(Records for processing begins)
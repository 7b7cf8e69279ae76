//! Short-lived, resource-bounded container sandboxes for running generated code.
//!
//! Profiles describe an image and the resource envelope of containers built
//! from it. A [`SandboxManager`] builds profile images on demand and creates
//! [`Sandbox`] instances; each sandbox owns one container, accepts files,
//! runs shell commands with stdin and a wall-clock deadline, and hands files
//! back.
//!
//! # Architecture
//!
//! ```text
//! ┌──────────────────────────────────────────────────────────┐
//! │                     SandboxManager                       │
//! │  profiles (SandboxConfig)   ImageManager (per-tag lock)  │
//! └──────────────┬──────────────────────────┬────────────────┘
//!                │ create()                 │ ensure()
//!                ▼                          ▼
//! ┌─────────────────────────┐   ┌─────────────────────────────┐
//! │ Sandbox                 │   │ DaemonApi (Arc<dyn ..>)     │
//! │ NotStarted → Running    │──▶│  DockerDaemon: bollard +    │
//! │          → Stopped      │   │  hijacked exec stream       │
//! └─────────────────────────┘   └─────────────────────────────┘
//!                │ exec()
//!                ▼
//!   DaemonService::exec_command ─▶ io pump ─▶ StreamParser
//! ```
//!
//! # Example
//!
//! ```rust,no_run
//! use agentic_sandbox::{ExecOptions, SandboxConfig, SandboxFile, SandboxManager};
//!
//! # async fn example() -> agentic_sandbox::Result<()> {
//! let mut manager = SandboxManager::connect(SandboxConfig::from_env()?)?;
//! manager.register_default_profiles();
//!
//! let result = manager
//!     .run_ephemeral(
//!         "data-science",
//!         "python3 main.py",
//!         &[SandboxFile::new("main.py", "print(sum(range(10)))")],
//!         ExecOptions::new(),
//!     )
//!     .await?;
//! println!("{}", result.stdout_text());
//! # Ok(())
//! # }
//! ```

pub mod archive;
pub mod cli;
pub mod config;
pub mod daemon;
pub mod error;
pub mod image;
pub mod manager;
pub mod retry;
pub mod session;
pub mod stream;

pub use archive::{
    SandboxFile, archive_local_files, create_archive, extract_file, read_local_files,
};
pub use config::{EffectiveLimits, Profile, ResourceLimits, SandboxConfig};
pub use daemon::{DaemonApi, DaemonService, DockerDaemon, ExecutionResult};
pub use error::{Result, SandboxError};
pub use image::{ImageManager, generate_dockerfile};
pub use manager::{DATA_SCIENCE_PROFILE, SandboxManager, default_profiles};
pub use retry::RetryPolicy;
pub use session::{ExecOptions, Sandbox, SandboxState};
pub use stream::StreamParser;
(Records for processing ends)
» Exercise directions
Repeat exactly the lines from the line containing "pub mod stream;" through the end of the listing above; both boundary lines are part of the output.

» Answer to the exercise
pub mod stream;

pub use archive::{
    SandboxFile, archive_local_files, create_archive, extract_file, read_local_files,
};
pub use config::{EffectiveLimits, Profile, ResourceLimits, SandboxConfig};
pub use daemon::{DaemonApi, DaemonService, DockerDaemon, ExecutionResult};
pub use error::{Result, SandboxError};
pub use image::{ImageManager, generate_dockerfile};
pub use manager::{DATA_SCIENCE_PROFILE, SandboxManager, default_profiles};
pub use retry::RetryPolicy;
pub use session::{ExecOptions, Sandbox, SandboxState};
pub use stream::StreamParser;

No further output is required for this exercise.